DATA EXTRACTS »

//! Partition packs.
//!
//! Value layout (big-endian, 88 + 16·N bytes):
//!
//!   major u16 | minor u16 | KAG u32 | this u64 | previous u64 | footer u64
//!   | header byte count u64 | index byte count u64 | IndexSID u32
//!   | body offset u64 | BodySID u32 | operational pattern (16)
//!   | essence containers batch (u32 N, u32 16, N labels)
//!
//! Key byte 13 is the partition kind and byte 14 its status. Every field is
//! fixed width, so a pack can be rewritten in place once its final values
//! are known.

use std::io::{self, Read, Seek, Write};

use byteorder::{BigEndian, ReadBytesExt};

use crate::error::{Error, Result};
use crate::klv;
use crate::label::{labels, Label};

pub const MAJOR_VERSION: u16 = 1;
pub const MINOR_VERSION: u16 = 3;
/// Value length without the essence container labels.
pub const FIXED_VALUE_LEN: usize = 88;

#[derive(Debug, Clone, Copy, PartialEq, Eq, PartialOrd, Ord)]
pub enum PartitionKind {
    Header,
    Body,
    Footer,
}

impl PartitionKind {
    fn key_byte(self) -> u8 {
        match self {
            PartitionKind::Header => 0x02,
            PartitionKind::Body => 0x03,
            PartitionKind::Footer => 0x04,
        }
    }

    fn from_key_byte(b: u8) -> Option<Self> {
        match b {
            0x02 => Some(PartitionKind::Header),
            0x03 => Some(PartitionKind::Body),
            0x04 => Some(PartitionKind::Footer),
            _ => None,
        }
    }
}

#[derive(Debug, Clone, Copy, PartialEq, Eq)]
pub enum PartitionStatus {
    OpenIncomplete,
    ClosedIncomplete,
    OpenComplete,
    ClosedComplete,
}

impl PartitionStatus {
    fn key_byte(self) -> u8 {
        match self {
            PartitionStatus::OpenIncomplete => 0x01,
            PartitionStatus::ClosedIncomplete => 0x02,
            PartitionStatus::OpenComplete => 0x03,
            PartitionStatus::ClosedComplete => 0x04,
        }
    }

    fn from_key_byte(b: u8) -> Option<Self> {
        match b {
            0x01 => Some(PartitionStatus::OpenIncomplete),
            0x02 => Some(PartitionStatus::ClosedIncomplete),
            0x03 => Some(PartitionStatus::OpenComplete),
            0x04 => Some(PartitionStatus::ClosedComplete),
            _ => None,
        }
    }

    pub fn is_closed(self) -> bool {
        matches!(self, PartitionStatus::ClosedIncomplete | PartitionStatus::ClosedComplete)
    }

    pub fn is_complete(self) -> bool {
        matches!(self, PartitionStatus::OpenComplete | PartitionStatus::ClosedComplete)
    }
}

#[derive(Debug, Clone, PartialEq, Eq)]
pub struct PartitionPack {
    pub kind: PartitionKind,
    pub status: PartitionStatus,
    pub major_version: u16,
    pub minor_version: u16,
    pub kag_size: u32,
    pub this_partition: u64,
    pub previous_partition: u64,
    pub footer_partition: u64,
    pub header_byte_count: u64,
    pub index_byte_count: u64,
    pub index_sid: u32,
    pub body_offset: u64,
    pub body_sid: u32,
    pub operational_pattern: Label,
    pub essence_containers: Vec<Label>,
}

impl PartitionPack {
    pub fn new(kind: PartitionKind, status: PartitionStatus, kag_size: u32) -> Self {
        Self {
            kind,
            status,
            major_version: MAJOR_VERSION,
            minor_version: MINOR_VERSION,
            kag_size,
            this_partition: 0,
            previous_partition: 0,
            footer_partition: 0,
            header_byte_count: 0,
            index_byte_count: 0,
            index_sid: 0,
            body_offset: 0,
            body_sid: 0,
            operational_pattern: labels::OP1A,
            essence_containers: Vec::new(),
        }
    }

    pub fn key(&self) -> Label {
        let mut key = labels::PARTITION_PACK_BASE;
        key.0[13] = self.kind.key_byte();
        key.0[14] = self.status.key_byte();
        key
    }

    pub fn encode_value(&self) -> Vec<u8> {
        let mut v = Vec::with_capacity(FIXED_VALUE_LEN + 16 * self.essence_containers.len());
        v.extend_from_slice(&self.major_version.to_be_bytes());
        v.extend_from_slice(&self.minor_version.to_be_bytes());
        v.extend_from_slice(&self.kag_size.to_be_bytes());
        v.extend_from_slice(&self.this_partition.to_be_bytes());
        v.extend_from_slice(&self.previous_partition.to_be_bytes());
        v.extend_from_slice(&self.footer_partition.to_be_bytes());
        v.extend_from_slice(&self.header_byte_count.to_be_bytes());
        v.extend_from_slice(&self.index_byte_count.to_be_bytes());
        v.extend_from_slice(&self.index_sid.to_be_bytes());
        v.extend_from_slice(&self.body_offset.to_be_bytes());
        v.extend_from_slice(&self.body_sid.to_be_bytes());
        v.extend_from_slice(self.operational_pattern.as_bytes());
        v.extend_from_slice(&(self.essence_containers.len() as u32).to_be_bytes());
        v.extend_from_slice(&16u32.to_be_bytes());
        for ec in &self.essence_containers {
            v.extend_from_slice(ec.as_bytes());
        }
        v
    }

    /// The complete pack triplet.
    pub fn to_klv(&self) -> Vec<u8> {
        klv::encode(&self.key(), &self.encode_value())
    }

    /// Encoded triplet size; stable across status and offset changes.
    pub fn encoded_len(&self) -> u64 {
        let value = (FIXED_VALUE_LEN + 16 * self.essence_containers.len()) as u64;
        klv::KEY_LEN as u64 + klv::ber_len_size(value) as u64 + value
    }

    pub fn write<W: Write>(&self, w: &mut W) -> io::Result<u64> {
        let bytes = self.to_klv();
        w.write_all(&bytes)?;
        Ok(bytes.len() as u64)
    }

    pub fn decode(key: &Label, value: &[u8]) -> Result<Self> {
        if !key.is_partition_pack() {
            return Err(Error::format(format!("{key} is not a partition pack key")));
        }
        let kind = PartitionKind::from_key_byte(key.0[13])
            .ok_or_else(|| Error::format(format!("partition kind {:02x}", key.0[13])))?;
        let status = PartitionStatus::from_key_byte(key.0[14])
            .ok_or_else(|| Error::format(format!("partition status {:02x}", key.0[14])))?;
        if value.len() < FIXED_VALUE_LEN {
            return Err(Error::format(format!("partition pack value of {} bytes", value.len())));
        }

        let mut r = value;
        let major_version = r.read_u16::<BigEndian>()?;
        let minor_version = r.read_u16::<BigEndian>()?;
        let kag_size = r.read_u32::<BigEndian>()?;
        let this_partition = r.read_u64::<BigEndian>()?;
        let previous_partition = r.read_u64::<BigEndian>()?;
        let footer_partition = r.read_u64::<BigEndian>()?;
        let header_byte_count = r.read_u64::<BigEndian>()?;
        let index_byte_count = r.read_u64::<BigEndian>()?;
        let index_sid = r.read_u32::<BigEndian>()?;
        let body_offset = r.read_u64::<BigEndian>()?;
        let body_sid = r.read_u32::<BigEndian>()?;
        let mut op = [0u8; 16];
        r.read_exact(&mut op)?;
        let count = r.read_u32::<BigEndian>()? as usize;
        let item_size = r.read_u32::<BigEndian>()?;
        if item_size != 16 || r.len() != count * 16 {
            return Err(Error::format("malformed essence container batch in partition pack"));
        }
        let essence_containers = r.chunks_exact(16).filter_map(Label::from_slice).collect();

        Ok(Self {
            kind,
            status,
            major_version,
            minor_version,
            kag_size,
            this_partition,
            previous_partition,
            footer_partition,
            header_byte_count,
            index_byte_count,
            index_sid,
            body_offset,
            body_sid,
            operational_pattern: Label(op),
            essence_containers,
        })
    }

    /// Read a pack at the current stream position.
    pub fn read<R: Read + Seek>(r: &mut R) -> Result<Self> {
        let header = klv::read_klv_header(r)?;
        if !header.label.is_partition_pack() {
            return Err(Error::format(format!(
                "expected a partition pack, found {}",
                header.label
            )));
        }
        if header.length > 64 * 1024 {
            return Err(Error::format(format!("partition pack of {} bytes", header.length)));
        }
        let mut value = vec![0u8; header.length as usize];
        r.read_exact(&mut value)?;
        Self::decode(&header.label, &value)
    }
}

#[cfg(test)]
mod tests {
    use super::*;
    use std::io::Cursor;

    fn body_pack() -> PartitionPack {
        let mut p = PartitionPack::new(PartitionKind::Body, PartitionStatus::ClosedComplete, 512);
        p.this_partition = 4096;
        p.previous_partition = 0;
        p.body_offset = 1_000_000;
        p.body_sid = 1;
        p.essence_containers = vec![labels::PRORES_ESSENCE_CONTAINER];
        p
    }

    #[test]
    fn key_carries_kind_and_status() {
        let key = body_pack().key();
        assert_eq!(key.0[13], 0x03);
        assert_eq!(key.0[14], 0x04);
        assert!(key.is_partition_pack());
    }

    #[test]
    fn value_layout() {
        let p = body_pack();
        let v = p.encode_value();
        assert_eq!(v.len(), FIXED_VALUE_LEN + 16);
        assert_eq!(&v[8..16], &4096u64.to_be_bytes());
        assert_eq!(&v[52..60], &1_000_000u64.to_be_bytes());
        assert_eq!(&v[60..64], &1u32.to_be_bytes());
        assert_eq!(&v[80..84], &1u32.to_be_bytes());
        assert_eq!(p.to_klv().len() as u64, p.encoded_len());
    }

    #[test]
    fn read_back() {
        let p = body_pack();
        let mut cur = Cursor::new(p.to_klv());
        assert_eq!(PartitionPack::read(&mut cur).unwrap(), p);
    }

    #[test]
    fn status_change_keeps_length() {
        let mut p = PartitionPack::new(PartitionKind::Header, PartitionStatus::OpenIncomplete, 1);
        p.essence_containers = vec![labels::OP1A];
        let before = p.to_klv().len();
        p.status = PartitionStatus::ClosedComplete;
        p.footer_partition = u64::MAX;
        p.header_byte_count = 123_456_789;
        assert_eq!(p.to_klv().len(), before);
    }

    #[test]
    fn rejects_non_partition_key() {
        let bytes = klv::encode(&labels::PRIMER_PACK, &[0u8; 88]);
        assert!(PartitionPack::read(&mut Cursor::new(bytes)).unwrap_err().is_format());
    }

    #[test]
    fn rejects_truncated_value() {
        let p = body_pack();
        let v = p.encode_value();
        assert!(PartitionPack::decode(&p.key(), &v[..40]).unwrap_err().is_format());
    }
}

YOUR ASSIGNMENT » The string "Seek" may occur in the listing; show every line where it does.

OUTPUT FOR THIS TASK »
use std::io::{self, Read, Seek, Write};
    pub fn read<R: Read + Seek>(r: &mut R) -> Result<Self> {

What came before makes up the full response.